A: Becoming very familiar with the needs of the city. Making sure that I understand its budget and where everything is appropriated and allocated and see how, based on my priorities as a candidate, to fit in with that. I’d like to establish a homeless commission and work with my colleagues on the council to create a commission-based type homeless entity that can provide feedback for us to tackle the homeless issue, for example. Also, I’d like to see if we can clean up the streets, bring pride back into the city, work with our nonprofits, our churches, to keep Moreno Valley clean and beautiful. And I’m also envisioning a regional perspective where, Moreno Valley is the second largest city in the county — population 215,000, (we) definitely take a look at how we can participate with the regional elements to bring in more resources to the city — economic development resources, private resources for recreational opportunities for youth (and) resources for the homeless.
One thing I also want to tackle is how do we create better paying jobs in Moreno Valley, considering that there’s a high graduation rate. Two districts provide a high population graduation rate, but a smaller percentage actually goes to four-year institutions or two-year foreign institutions. What happens to the rest of the high school graduates that are left behind? They need to be nurtured. They need to be geared toward higher paying jobs, not just in logistics, but in certification type employment opportunities where a livable wage is increased so they’re able to buy a home. So they’re able to live on their own. And if they live on their own, they’re able to pay taxes. They pay taxes, they create revenue. The revenue goes back to the city. The city provides more services to clean up our streets, to enhance our streets (and) create better neighborhoods. I’d like to work on those as well. I’d like to see if we can meet up with our local big businesses and provide an exchange of opportunities where we can provide certification programs, career technical education programs, for them to increase their employment wages.
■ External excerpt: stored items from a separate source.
//! Geometric consistency checks for constructed problems.

use super::config::ValidationConfig;
use super::problem::Problem;
use crate::error::{Operand, ValidationError, ValidationResult};
use crate::tensor::Tensor;

/// Validates a problem, reporting the first rule it breaks.
///
/// Checks, in order:
/// - Operands have the same number of dimensions
/// - Free indices split evenly between the operands
/// - Classified indices consume every operand and output dimension
/// - At least one index is summed over
/// - Assignments are in range and unique within each operand
/// - Matched dimensions agree in size (unless disabled)
/// - The device profile holds a supported number of devices
pub fn validate_problem(problem: &Problem, config: &ValidationConfig) -> ValidationResult<()> {
    let result = check_problem(problem, config);

    match &result {
        Ok(()) => tracing::debug!(problem = %problem, "problem validated"),
        Err(error) => tracing::debug!(problem = %problem, ?error, "problem rejected"),
    }

    result
}

fn check_problem(problem: &Problem, config: &ValidationConfig) -> ValidationResult<()> {
    validate_dimension_counts(problem)?;
    validate_index_counts(problem)?;
    validate_assignments(problem)?;
    if config.check_sizes {
        validate_sizes(problem)?;
    }
    validate_device_count(problem, config)?;
    Ok(())
}

/// Validates that both operands have the same rank.
fn validate_dimension_counts(problem: &Problem) -> ValidationResult<()> {
    let dims_a = problem.tensor_a().num_dims();
    let dims_b = problem.tensor_b().num_dims();
    if dims_a != dims_b {
        return Err(ValidationError::OperandNumDimensionsMismatch { dims_a, dims_b });
    }
    Ok(())
}

/// Validates the sizes of the classified index lists.
fn validate_index_counts(problem: &Problem) -> ValidationResult<()> {
    let num_free = problem.indices_free().len();
    let num_batch = problem.indices_batch().len();
    let num_summation = problem.indices_summation().len();

    // Each operand contributes half of the free indices (M and N for GEMM).
    if num_free % 2 != 0 || num_free < 2 {
        return Err(ValidationError::NumFreeIndicesInvalid { num_free });
    }

    let dims_a = problem.tensor_a().num_dims();
    let consumed = num_free / 2 + num_batch + num_summation;
    if consumed != dims_a {
        return Err(ValidationError::OperandNumIndicesMismatch {
            expected: dims_a,
            got: consumed,
        });
    }

    if num_free + num_batch != problem.tensor_c().num_dims() {
        return Err(ValidationError::NumFreeIndicesInvalid { num_free });
    }

    if num_summation < 1 {
        return Err(ValidationError::NumSummationIndicesInvalid { num_summation });
    }

    Ok(())
}

/// Validates that assignments are in range and contain no duplicates.
fn validate_assignments(problem: &Problem) -> ValidationResult<()> {
    let max_index = problem.indices_free().len()
        + problem.indices_batch().len()
        + problem.indices_summation().len()
        - 1;

    check_assignments(
        problem.index_assignments_a(),
        problem.index_assignments_b(),
        max_index,
    )
}

/// Walks both assignments in lockstep; operand ranks already match.
fn check_assignments(
    indices_a: &[usize],
    indices_b: &[usize],
    max_index: usize,
) -> ValidationResult<()> {
    for i in 0..indices_a.len() {
        if indices_a[i] > max_index {
            return Err(ValidationError::IndexAssignmentInvalid {
                operand: Operand::A,
                position: i,
            });
        }
        if indices_b[i] > max_index {
            return Err(ValidationError::IndexAssignmentInvalid {
                operand: Operand::B,
                position: i,
            });
        }
        for j in i + 1..indices_a.len() {
            if indices_a[i] == indices_a[j] {
                return Err(ValidationError::IndexAssignmentDuplicate {
                    operand: Operand::A,
                    index: indices_a[i],
                });
            }
            if indices_b[i] == indices_b[j] {
                return Err(ValidationError::IndexAssignmentDuplicate {
                    operand: Operand::B,
                    index: indices_b[i],
                });
            }
        }
    }

    Ok(())
}

/// Validates that every matched pair of dimensions has the same size.
fn validate_sizes(problem: &Problem) -> ValidationResult<()> {
    check_operand_sizes(
        Operand::A,
        problem.tensor_c(),
        (problem.tensor_a(), problem.index_assignments_a()),
        (problem.tensor_b(), problem.index_assignments_b()),
    )?;
    check_operand_sizes(
        Operand::B,
        problem.tensor_c(),
        (problem.tensor_b(), problem.index_assignments_b()),
        (problem.tensor_a(), problem.index_assignments_a()),
    )
}

/// Matches each dimension of `operand` against C, or against the other
/// operand for summation indices.
fn check_operand_sizes(
    operand: Operand,
    tensor_c: &Tensor,
    (tensor, indices): (&Tensor, &[usize]),
    (other_tensor, other_indices): (&Tensor, &[usize]),
) -> ValidationResult<()> {
    for (position, &index) in indices.iter().enumerate() {
        let size = tensor[position].size;

        let expected = if index < tensor_c.num_dims() {
            tensor_c[index].size
        } else {
            // Summation index, sized by the other operand.
            let other_position = other_indices
                .iter()
                .position(|&other| other == index)
                .ok_or(ValidationError::IndexUnassigned { index })?;
            other_tensor[other_position].size
        };

        if expected != size {
            return Err(ValidationError::IndexAssignmentInvalid { operand, position });
        }
    }
    Ok(())
}

/// Validates the number of devices in the profile.
fn validate_device_count(problem: &Problem, config: &ValidationConfig) -> ValidationResult<()> {
    let num_devices = problem.device_profile().num_devices();
    if num_devices < 1 || num_devices > config.max_devices {
        return Err(ValidationError::DeviceProfileNumDevicesInvalid {
            num_devices,
            max: config.max_devices,
        });
    }
    Ok(())
}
Q: If elected, how do you plan to involve residents in the decision-making process of the city?
A: I always believe in being open and accessible, talking to different organizations (that) can help carry out the message that we want to create a city government, especially out of the mayor’s office, an environment in which they can voice their concern, not necessarily just at Tuesday’s meetings, because some of them don’t have the opportunity to view these screenings. Through the churches, through the nonprofits, create a mechanism, a voice for them to have access to City Hall, to get that feedback from them. Basically, be more accessible to its residents.
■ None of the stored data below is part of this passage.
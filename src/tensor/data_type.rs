//! Element and operation type tags.

use core::fmt;
use core::mem::size_of;

use half::f16;
use serde::{Deserialize, Serialize};

/// Element type of a tensor or scalar.
///
/// Discriminants are the numeric tags written to the structured text form and
/// must stay stable.
#[derive(Debug, Clone, Copy, PartialEq, Eq, PartialOrd, Ord, Hash, Serialize, Deserialize)]
#[repr(u8)]
pub enum DataType {
    Single = 0,
    Double = 1,
    ComplexSingle = 2,
    ComplexDouble = 3,
    ComplexConjugateSingle = 4,
    ComplexConjugateDouble = 5,
    Half = 6,
    ComplexHalf = 7,
    ComplexConjugateHalf = 8,
    /// Scalar is not used (alpha/beta only).
    None = 10,
}

impl DataType {
    /// Every tag, in numeric order.
    pub const ALL: [DataType; 10] = [
        DataType::Single,
        DataType::Double,
        DataType::ComplexSingle,
        DataType::ComplexDouble,
        DataType::ComplexConjugateSingle,
        DataType::ComplexConjugateDouble,
        DataType::Half,
        DataType::ComplexHalf,
        DataType::ComplexConjugateHalf,
        DataType::None,
    ];

    /// Numeric tag.
    #[inline]
    pub fn tag(self) -> u8 {
        self as u8
    }

    /// Looks up a type from its numeric tag.
    pub fn from_tag(tag: u8) -> Option<Self> {
        Self::ALL.into_iter().find(|ty| ty.tag() == tag)
    }

    /// Size of one element in bytes, 0 for [`DataType::None`].
    pub fn size_in_bytes(self) -> usize {
        match self {
            DataType::Half => size_of::<f16>(),
            DataType::Single => size_of::<f32>(),
            DataType::Double => size_of::<f64>(),
            DataType::ComplexHalf | DataType::ComplexConjugateHalf => 2 * size_of::<f16>(),
            DataType::ComplexSingle | DataType::ComplexConjugateSingle => 2 * size_of::<f32>(),
            DataType::ComplexDouble | DataType::ComplexConjugateDouble => 2 * size_of::<f64>(),
            DataType::None => 0,
        }
    }

    /// Floating-point operations in one multiply-add.
    ///
    /// A complex multiply-add is 4 multiplies and 4 adds.
    pub fn flops_per_madd(self) -> u64 {
        match self {
            DataType::None => 0,
            ty if ty.is_real() => 2,
            _ => 8,
        }
    }

    #[inline]
    pub fn is_real(self) -> bool {
        matches!(self, DataType::Half | DataType::Single | DataType::Double)
    }

    #[inline]
    pub fn is_complex(self) -> bool {
        !self.is_real() && self != DataType::None
    }

    #[inline]
    pub fn is_conjugate(self) -> bool {
        matches!(
            self,
            DataType::ComplexConjugateHalf
                | DataType::ComplexConjugateSingle
                | DataType::ComplexConjugateDouble
        )
    }

    #[inline]
    pub fn is_double(self) -> bool {
        matches!(
            self,
            DataType::Double | DataType::ComplexDouble | DataType::ComplexConjugateDouble
        )
    }

    /// One-letter BLAS-style code.
    pub fn to_char(self) -> char {
        match self {
            DataType::Half => 'H',
            DataType::Single => 'S',
            DataType::Double => 'D',
            DataType::ComplexHalf => 'Q',
            DataType::ComplexSingle => 'C',
            DataType::ComplexDouble => 'Z',
            DataType::ComplexConjugateHalf => 'W',
            DataType::ComplexConjugateSingle => 'X',
            DataType::ComplexConjugateDouble => 'Y',
            DataType::None => '0',
        }
    }
}

impl fmt::Display for DataType {
    fn fmt(&self, f: &mut fmt::Formatter<'_>) -> fmt::Result {
        write!(f, "{}", self.to_char())
    }
}

/// Kind of operation a problem describes.
#[derive(
    Debug, Clone, Copy, PartialEq, Eq, PartialOrd, Ord, Hash, Default, Serialize, Deserialize,
)]
#[repr(u8)]
pub enum OperationType {
    #[default]
    Contraction = 0,
    Convolution = 1,
    Correlation = 2,
}

impl OperationType {
    #[inline]
    pub fn tag(self) -> u8 {
        self as u8
    }

    pub fn from_tag(tag: u8) -> Option<Self> {
        match tag {
            0 => Some(OperationType::Contraction),
            1 => Some(OperationType::Convolution),
            2 => Some(OperationType::Correlation),
            _ => None,
        }
    }
}

impl fmt::Display for OperationType {
    fn fmt(&self, f: &mut fmt::Formatter<'_>) -> fmt::Result {
        match self {
            OperationType::Contraction => write!(f, "CT"),
            OperationType::Convolution => write!(f, "CV"),
            OperationType::Correlation => write!(f, "CR"),
        }
    }
}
Q: What is one thing you believe the current mayor is doing well?
A: Well, certainly, [regarding] the current mayor, I’ve noticed that he’s creating a lot of good opportunities for the city. If you look at the city’s website, it’s pretty comprehensive. I’ve looked at other websites in other cities and the Moreno Valley City website, I must compliment them. They are definitely doing things well. So, that’s one mechanism. If we can encourage people to go online, especially during this pandemic, that’s a good way to play it safer and obtain information that they will need from the city. Definitely, that’s one way of doing it.
Q: What is one thing you think needs to be addressed that the current mayor may have not addressed?
A: I think the current mayor has done a great job. He’s certainly been very supportive. It’s an open seat, of course. But I don’t have much to say on that. If anything, he’s done an exceptional job and he’s running for another office. I don’t have any criticism towards him. I think the mayor has done a really good job.